From Down Dog, step left foot between hands. Press right heel down and turn foot 45 degrees toward center of mat. Inhaling, come into Warrior I. Interlace fingers behind back. Exhaling, fold forward, bringing chest inside of left thigh. Inhaling, lift back to start, keeping fingers interlaced. Do five to ten reps. Switch sides and repeat.
Start in Down Dog. Draw torso forward to plank position, bringing shoulders directly over wrists and keeping spine in one long line. Inhaling, engage core and lengthen spine, extending crown of head forward and pressing heels back. Exhaling, lower halfway to mat, keeping elbows close to waist and shoulders away from ears. Inhaling, push back up to plank position. Do five to 15 reps, gradually working up to 25.To make it easier, drop to your knees for Chaturanga Push-Ups, keeping elbows pulled in and shoulders away from ears.
Stand with feet together in middle of mat. Inhaling, set your gaze on one point and contract abs, shifting weight onto left leg. Exhaling, come into Warrior III, leaning torso forward, hinging at hips, and lifting right leg off mat and arms out to sides at shoulder height (torso and right leg should be parallel to mat). Inhaling, lengthen through arms and right leg. Exhaling, bend left knee and crunch into a tight ball, hugging arms to chest, pulling right knee toward nose, and rounding upper back. Inhaling, straighten left leg and return to Warrior III, reaching arms out to sides and right leg behind you. Do five to 15 reps. Switch sides and repeat.
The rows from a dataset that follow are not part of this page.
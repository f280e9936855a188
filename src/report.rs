//! CSV report export.
//!
//! A report holds three sections separated by marker rows: a legend mapping
//! class ids to names, the per-class summary, and the flat detection log.
//! Fields are `;`-delimited and confidences carry four decimals.

use std::fs::File;
use std::io::Write;
use std::path::Path;

use anyhow::{anyhow, Context, Result};

use crate::classes::ClassNames;
use crate::session::Aggregator;

const DELIMITER: u8 = b';';

/// Write the report for `aggregator` to `writer`.
///
/// Fails without writing anything when nothing has been recorded.
pub fn write_report<W: Write>(
    writer: W,
    aggregator: &Aggregator,
    classes: &ClassNames,
) -> Result<()> {
    ensure_not_empty(aggregator)?;
    let summary = aggregator.summarize();
    let mut csv = csv::WriterBuilder::new()
        .delimiter(DELIMITER)
        .flexible(true)
        .from_writer(writer);

    csv.write_record(["[legend]"])?;
    csv.write_record(["class_id", "class_name"])?;
    for class_id in summary.keys() {
        csv.write_record([class_id.to_string(), classes.name(*class_id)])?;
    }

    csv.write_record(["[summary]"])?;
    csv.write_record(["class_id", "mean_confidence", "detections"])?;
    for (class_id, class_summary) in &summary {
        csv.write_record([
            class_id.to_string(),
            format!("{:.4}", class_summary.average),
            class_summary.count.to_string(),
        ])?;
    }

    csv.write_record(["[detections]"])?;
    csv.write_record(["frame", "class_id", "confidence", "mask_area"])?;
    for record in aggregator.detections() {
        csv.write_record([
            record.frame_index.to_string(),
            record.class_id.to_string(),
            format!("{:.4}", record.confidence),
            record
                .mask_area
                .map(|area| area.to_string())
                .unwrap_or_default(),
        ])?;
    }

    csv.flush()?;
    Ok(())
}

/// Export the report to `path`, replacing any existing file.
pub fn export_csv(path: &Path, aggregator: &Aggregator, classes: &ClassNames) -> Result<()> {
    ensure_not_empty(aggregator)?;
    let file = File::create(path)
        .with_context(|| format!("failed to create report {}", path.display()))?;
    write_report(file, aggregator, classes)
        .with_context(|| format!("failed to write report {}", path.display()))?;
    log::info!(
        "exported {} detections over {} classes to {}",
        aggregator.total(),
        aggregator.classes().count(),
        path.display()
    );
    Ok(())
}

fn ensure_not_empty(aggregator: &Aggregator) -> Result<()> {
    if aggregator.is_empty() {
        return Err(anyhow!("nothing to export: no detections recorded"));
    }
    Ok(())
}

#[cfg(test)]
mod tests {
    use super::*;

    fn sample() -> Aggregator {
        let mut aggregator = Aggregator::new();
        aggregator.record(1, 0.6, 0);
        aggregator.record(2, 0.9, 0);
        aggregator.record(1, 0.8, 1);
        aggregator
    }

    #[test]
    fn sections_appear_in_order() {
        let classes = ClassNames::from_list(["scratch", "crack", "dent"]);
        let mut out = Vec::new();
        write_report(&mut out, &sample(), &classes).unwrap();
        let text = String::from_utf8(out).unwrap();
        let lines: Vec<&str> = text.lines().collect();
        assert_eq!(
            lines,
            vec![
                "[legend]",
                "class_id;class_name",
                "1;crack",
                "2;dent",
                "[summary]",
                "class_id;mean_confidence;detections",
                "1;0.7000;2",
                "2;0.9000;1",
                "[detections]",
                "frame;class_id;confidence;mask_area",
                "0;1;0.6000;",
                "0;2;0.9000;",
                "1;1;0.8000;",
            ]
        );
    }

    #[test]
    fn empty_aggregator_writes_nothing() {
        let mut out = Vec::new();
        let err = write_report(&mut out, &Aggregator::new(), &ClassNames::new()).unwrap_err();
        assert!(err.to_string().contains("nothing to export"));
        assert!(out.is_empty());
    }
}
Lie faceup on mat, knees bent and hip-width apart, feet flat on mat and parallel, with heels as close to butt as possible. Inhaling, lift hips off mat. Clasp hands below pelvis and reach fists toward feet, rolling shoulders underneath chest, coming into Bridge Pose. Hold for five breaths, pressing chest and hips up. Continue to hold, or shift weight onto left leg, and on an inhale, press through left heel and lift right leg straight up. Hold for four breaths. On exhale, bring right knee into chest and release foot to mat. Inhale, then exhale, releasing hips back down to mat. Repeat sequence on opposite side to complete one rep. Do two or three reps.